- Opening Delimiter -
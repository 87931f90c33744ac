//! End-to-end flow tests against an in-memory database.
//!
//! Each test builds its own isolated database, walks a real operational flow
//! (purchases, orders, payments, counts, cash sessions), and checks both the
//! visible result and the ledger invariants behind it.

use chrono::Utc;
use fonda_core::{
    source, CoreError, MovementKind, OrderStatus, PaymentMethod, Role, TableState,
};
use fonda_db::{
    CountLineInput, Database, DbConfig, DbError, InitialStock, PurchaseLineInput,
};

async fn test_db() -> Database {
    Database::new(DbConfig::in_memory()).await.unwrap()
}

/// Unwraps the domain error behind a DbError, panicking on anything else.
fn domain_err(err: DbError) -> CoreError {
    match err {
        DbError::Domain(core) => core,
        other => panic!("expected domain error, got: {other:?}"),
    }
}

// =============================================================================
// Ledger: purchases, outputs, adjustments
// =============================================================================

#[tokio::test]
async fn purchase_averaging_recomputes_weighted_mean() {
    let db = test_db().await;
    let product = db.catalog().create_product("Tomate", "kg", None).await.unwrap();

    db.inventory()
        .register_purchase(&product.id, 10.0, 2.0, source::PURCHASE, "doc-1")
        .await
        .unwrap();
    db.inventory()
        .register_purchase(&product.id, 10.0, 4.0, source::PURCHASE, "doc-2")
        .await
        .unwrap();

    let product = db.products().get_by_id(&product.id).await.unwrap();
    assert_eq!(product.stock, 20.0);
    assert_eq!(product.avg_cost, 3.0);

    let kardex = db.products().kardex(&product.id).await.unwrap();
    assert_eq!(kardex.len(), 2);
    assert_eq!(kardex[0].quantity, 10.0);
    assert_eq!(kardex[1].resulting_avg_cost, 3.0);

    db.inventory().assert_consistency(&product.id).await.unwrap();
}

#[tokio::test]
async fn output_uses_average_cost_and_never_moves_it() {
    let db = test_db().await;
    let product = db
        .catalog()
        .create_product(
            "Arroz",
            "kg",
            Some(InitialStock {
                quantity: 20.0,
                unit_cost: 3.0,
            }),
        )
        .await
        .unwrap();

    let movement = db
        .inventory()
        .register_output(&product.id, MovementKind::Waste, 5.0, source::PHYSICAL_COUNT, "w-1")
        .await
        .unwrap();

    assert_eq!(movement.quantity, -5.0);
    assert_eq!(movement.unit_cost, 3.0);
    assert_eq!(movement.resulting_stock, 15.0);
    assert_eq!(movement.resulting_avg_cost, 3.0);

    let product = db.products().get_by_id(&product.id).await.unwrap();
    assert_eq!(product.stock, 15.0);
    assert_eq!(product.avg_cost, 3.0);
}

#[tokio::test]
async fn insufficient_stock_rejected_and_state_unchanged() {
    let db = test_db().await;
    let product = db
        .catalog()
        .create_product(
            "Cebolla",
            "kg",
            Some(InitialStock {
                quantity: 5.0,
                unit_cost: 2.0,
            }),
        )
        .await
        .unwrap();

    let err = db
        .inventory()
        .register_output(&product.id, MovementKind::Sale, 10.0, source::ORDER, "o-1")
        .await
        .unwrap_err();
    let core = domain_err(err);
    assert!(
        matches!(core, CoreError::InsufficientStock { ref product, .. } if product == "Cebolla")
    );

    // Nothing changed: same snapshot, same single opening movement
    let product = db.products().get_by_id(&product.id).await.unwrap();
    assert_eq!(product.stock, 5.0);
    assert_eq!(db.products().kardex(&product.id).await.unwrap().len(), 1);
    db.inventory().assert_consistency(&product.id).await.unwrap();
}

#[tokio::test]
async fn positive_adjustment_keeps_average_cost() {
    let db = test_db().await;
    let product = db
        .catalog()
        .create_product(
            "Aceite",
            "lt",
            Some(InitialStock {
                quantity: 10.0,
                unit_cost: 40.0,
            }),
        )
        .await
        .unwrap();

    let movement = db
        .inventory()
        .register_positive_adjustment(&product.id, 2.0, source::PHYSICAL_COUNT, "c-1")
        .await
        .unwrap();

    assert_eq!(movement.resulting_stock, 12.0);
    // Found stock is not a purchase: the average stays where it was
    assert_eq!(movement.resulting_avg_cost, 40.0);
    assert_eq!(movement.unit_cost, 40.0);
}

#[tokio::test]
async fn initial_stock_enters_through_the_ledger() {
    let db = test_db().await;
    let product = db
        .catalog()
        .create_product(
            "Pollo",
            "kg",
            Some(InitialStock {
                quantity: 8.0,
                unit_cost: 78.0,
            }),
        )
        .await
        .unwrap();

    assert_eq!(product.stock, 8.0);
    assert_eq!(product.avg_cost, 78.0);

    let kardex = db.products().kardex(&product.id).await.unwrap();
    assert_eq!(kardex.len(), 1);
    assert_eq!(kardex[0].kind, MovementKind::Purchase);
    assert_eq!(kardex[0].source_type, source::PRODUCT_INITIAL);
}

#[tokio::test]
async fn unit_aliases_are_normalized() {
    let db = test_db().await;

    let product = db.catalog().create_product("Leche", "litros", None).await.unwrap();
    assert_eq!(product.unit, fonda_core::UnitOfMeasure::Lt);

    let err = db.catalog().create_product("Piedra", "stone", None).await.unwrap_err();
    assert!(matches!(domain_err(err), CoreError::Validation(_)));
}

// =============================================================================
// Purchases as documents
// =============================================================================

#[tokio::test]
async fn purchase_document_feeds_ledger_atomically() {
    let db = test_db().await;
    let tomato = db.catalog().create_product("Tomate", "kg", None).await.unwrap();
    let onion = db.catalog().create_product("Cebolla", "kg", None).await.unwrap();

    let purchase = db
        .purchase_service()
        .create_purchase(
            "Mercado Central",
            Utc::now(),
            &[
                PurchaseLineInput {
                    product_id: tomato.id.clone(),
                    quantity: 4.0,
                    unit_cost: 25.0,
                },
                PurchaseLineInput {
                    product_id: onion.id.clone(),
                    quantity: 3.0,
                    unit_cost: 18.0,
                },
            ],
        )
        .await
        .unwrap();

    assert_eq!(purchase.total, 4.0 * 25.0 + 3.0 * 18.0);

    let tomato = db.products().get_by_id(&tomato.id).await.unwrap();
    assert_eq!(tomato.stock, 4.0);
    assert_eq!(tomato.avg_cost, 25.0);

    let lines = db.purchases().lines(&purchase.id).await.unwrap();
    assert_eq!(lines.len(), 2);

    let listed = db.purchases().list_by_supplier("Mercado Central").await.unwrap();
    assert_eq!(listed.len(), 1);
}
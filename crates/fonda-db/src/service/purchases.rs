//! # Purchase Service
//!
//! Purchase documents: each line feeds exactly one Purchase ledger movement,
//! so receiving goods and revaluing stock is a single atomic step.

use chrono::{DateTime, Utc};
use sqlx::SqlitePool;
use tracing::info;
use uuid::Uuid;

use crate::error::DbResult;
use crate::service::inventory;
use fonda_core::validation::{validate_name, validate_quantity, validate_unit_cost};
use fonda_core::{source, CoreError, Purchase, PurchaseLine, ValidationError};

/// Input for one purchase line.
#[derive(Debug, Clone)]
pub struct PurchaseLineInput {
    pub product_id: String,
    pub quantity: f64,
    pub unit_cost: f64,
}

/// Service for purchase registration.
#[derive(Debug, Clone)]
pub struct PurchaseService {
    pool: SqlitePool,
}

impl PurchaseService {
    /// Creates a new PurchaseService.
    pub fn new(pool: SqlitePool) -> Self {
        PurchaseService { pool }
    }

    /// Registers a purchase document and applies every line to the ledger,
    /// all in one transaction.
    ///
    /// The document total is derived: Σ (quantity × unit_cost) over lines.
    /// Any bad line (unknown product, qty ≤ 0, cost < 0) aborts the whole
    /// purchase, ledger writes included.
    pub async fn create_purchase(
        &self,
        supplier: &str,
        date: DateTime<Utc>,
        lines: &[PurchaseLineInput],
    ) -> DbResult<Purchase> {
        validate_name("supplier", supplier).map_err(CoreError::from)?;
        if lines.is_empty() {
            return Err(CoreError::from(ValidationError::EmptyCollection {
                field: "lines".to_string(),
            })
            .into());
        }
        for line in lines {
            validate_quantity("quantity", line.quantity).map_err(CoreError::from)?;
            validate_unit_cost(line.unit_cost).map_err(CoreError::from)?;
        }

        let purchase_id = Uuid::new_v4().to_string();
        let mut tx = self.pool.begin().await?;

        // Total filled in after the lines are applied
        sqlx::query("INSERT INTO purchases (id, supplier, date, total) VALUES (?1, ?2, ?3, 0)")
            .bind(&purchase_id)
            .bind(supplier.trim())
            .bind(date)
            .execute(&mut *tx)
            .await?;

        let mut total = 0.0;
        for line in lines {
            let subtotal = line.quantity * line.unit_cost;
            total += subtotal;

            let stored = PurchaseLine {
                id: Uuid::new_v4().to_string(),
                purchase_id: purchase_id.clone(),
                product_id: line.product_id.clone(),
                quantity: line.quantity,
                unit_cost: line.unit_cost,
                subtotal,
            };

            sqlx::query(
                "INSERT INTO purchase_lines \
                 (id, purchase_id, product_id, quantity, unit_cost, subtotal) \
                 VALUES (?1, ?2, ?3, ?4, ?5, ?6)",
            )
            .bind(&stored.id)
            .bind(&stored.purchase_id)
            .bind(&stored.product_id)
            .bind(stored.quantity)
            .bind(stored.unit_cost)
            .bind(stored.subtotal)
            .execute(&mut *tx)
            .await?;

            inventory::apply_purchase(
                &mut tx,
                &line.product_id,
                line.quantity,
                line.unit_cost,
                source::PURCHASE,
                &purchase_id,
            )
            .await?;
        }

        sqlx::query("UPDATE purchases SET total = ?1 WHERE id = ?2")
            .bind(total)
            .bind(&purchase_id)
            .execute(&mut *tx)
            .await?;

        tx.commit().await?;

        info!(supplier, lines = lines.len(), total, "Purchase registered");
        Ok(Purchase {
            id: purchase_id,
            supplier: supplier.trim().to_string(),
            date,
            total,
        })
    }
}
//! # Physical Count Repository
//!
//! Read access for physical counts and their lines.

use sqlx::SqlitePool;

use crate::error::{DbError, DbResult};
use fonda_core::{CountLine, CountStatus, CountType, PhysicalCount};

/// Repository for physical count reads.
#[derive(Debug, Clone)]
pub struct CountRepository {
    pool: SqlitePool,
}

const COUNT_COLUMNS: &str = "id, kind, date, status";

const LINE_COLUMNS: &str = "id, count_id, product_id, counted_qty, system_qty, difference";

impl CountRepository {
    /// Creates a new CountRepository.
    pub fn new(pool: SqlitePool) -> Self {
        CountRepository { pool }
    }

    /// Gets a physical count by ID.
    pub async fn get_by_id(&self, id: &str) -> DbResult<PhysicalCount> {
        let sql = format!("SELECT {COUNT_COLUMNS} FROM physical_counts WHERE id = ?1");

        sqlx::query_as::<_, PhysicalCount>(&sql)
            .bind(id)
            .fetch_optional(&self.pool)
            .await?
            .ok_or_else(|| DbError::not_found("PhysicalCount", id))
    }

    /// Returns the lines of a count.
    pub async fn lines(&self, count_id: &str) -> DbResult<Vec<CountLine>> {
        let sql = format!("SELECT {LINE_COLUMNS} FROM count_lines WHERE count_id = ?1 ORDER BY id");

        Ok(sqlx::query_as::<_, CountLine>(&sql)
            .bind(count_id)
            .fetch_all(&self.pool)
            .await?)
    }

    /// Lists counts, newest first.
    pub async fn list(&self) -> DbResult<Vec<PhysicalCount>> {
        let sql = format!("SELECT {COUNT_COLUMNS} FROM physical_counts ORDER BY date DESC");

        Ok(sqlx::query_as::<_, PhysicalCount>(&sql)
            .fetch_all(&self.pool)
            .await?)
    }

    /// Lists counts filtered by status, newest first.
    pub async fn list_by_status(&self, status: CountStatus) -> DbResult<Vec<PhysicalCount>> {
        let sql = format!(
            "SELECT {COUNT_COLUMNS} FROM physical_counts WHERE status = ?1 ORDER BY date DESC"
        );

        Ok(sqlx::query_as::<_, PhysicalCount>(&sql)
            .bind(status)
            .fetch_all(&self.pool)
            .await?)
    }

    /// Lists counts filtered by kind, newest first.
    pub async fn list_by_kind(&self, kind: CountType) -> DbResult<Vec<PhysicalCount>> {
        let sql = format!(
            "SELECT {COUNT_COLUMNS} FROM physical_counts WHERE kind = ?1 ORDER BY date DESC"
        );

        Ok(sqlx::query_as::<_, PhysicalCount>(&sql)
            .bind(kind)
            .fetch_all(&self.pool)
            .await?)
    }
}
// =============================================================================
// Purchase
// =============================================================================

/// A purchase document. `total` is derived: the sum of line subtotals.
#[derive(Debug, Clone, Serialize, Deserialize)]
#[cfg_attr(feature = "sqlx", derive(sqlx::FromRow))]
pub struct Purchase {
    pub id: String,
    pub supplier: String,
    pub date: DateTime<Utc>,
    pub total: f64,
}

/// A purchase line; each one feeds exactly one Purchase ledger movement.
#[derive(Debug, Clone, Serialize, Deserialize)]
#[cfg_attr(feature = "sqlx", derive(sqlx::FromRow))]
pub struct PurchaseLine {
    pub id: String,
    pub purchase_id: String,
    pub product_id: String,
    pub quantity: f64,
    pub unit_cost: f64,
    pub subtotal: f64,
}

// =============================================================================
// Physical Count
// =============================================================================

/// Why the count was taken.
#[derive(Debug, Clone, Copy, PartialEq, Eq, Serialize, Deserialize)]
#[cfg_attr(feature = "sqlx", derive(sqlx::Type))]
#[cfg_attr(feature = "sqlx", sqlx(rename_all = "lowercase"))]
#[serde(rename_all = "lowercase")]
pub enum CountType {
    Initial,
    Monthly,
    Annual,
}

/// Physical count lifecycle: Draft → Applied, one way only.
#[derive(Debug, Clone, Copy, PartialEq, Eq, Serialize, Deserialize)]
#[cfg_attr(feature = "sqlx", derive(sqlx::Type))]
#[cfg_attr(feature = "sqlx", sqlx(rename_all = "lowercase"))]
#[serde(rename_all = "lowercase")]
pub enum CountStatus {
    Draft,
    Applied,
}

/// A physical inventory count document.
#[derive(Debug, Clone, Serialize, Deserialize)]
#[cfg_attr(feature = "sqlx", derive(sqlx::FromRow))]
pub struct PhysicalCount {
    pub id: String,
    pub kind: CountType,
    pub date: DateTime<Utc>,
    pub status: CountStatus,
}

/// One counted product within a physical count.
///
/// `system_qty` is snapshotted at draft creation; `difference` is
/// counted − system and drives the adjustment on apply.
#[derive(Debug, Clone, Serialize, Deserialize)]
#[cfg_attr(feature = "sqlx", derive(sqlx::FromRow))]
pub struct CountLine {
    pub id: String,
    pub count_id: String,
    pub product_id: String,
    pub counted_qty: f64,
    pub system_qty: f64,
    pub difference: f64,
}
- Closing Delimiter -
Please go through the data above and copy every line that has the word "CountStatus".

## Exercise result
use fonda_core::{CountLine, CountStatus, CountType, PhysicalCount};
    pub async fn list_by_status(&self, status: CountStatus) -> DbResult<Vec<PhysicalCount>> {
pub enum CountStatus {
    pub status: CountStatus,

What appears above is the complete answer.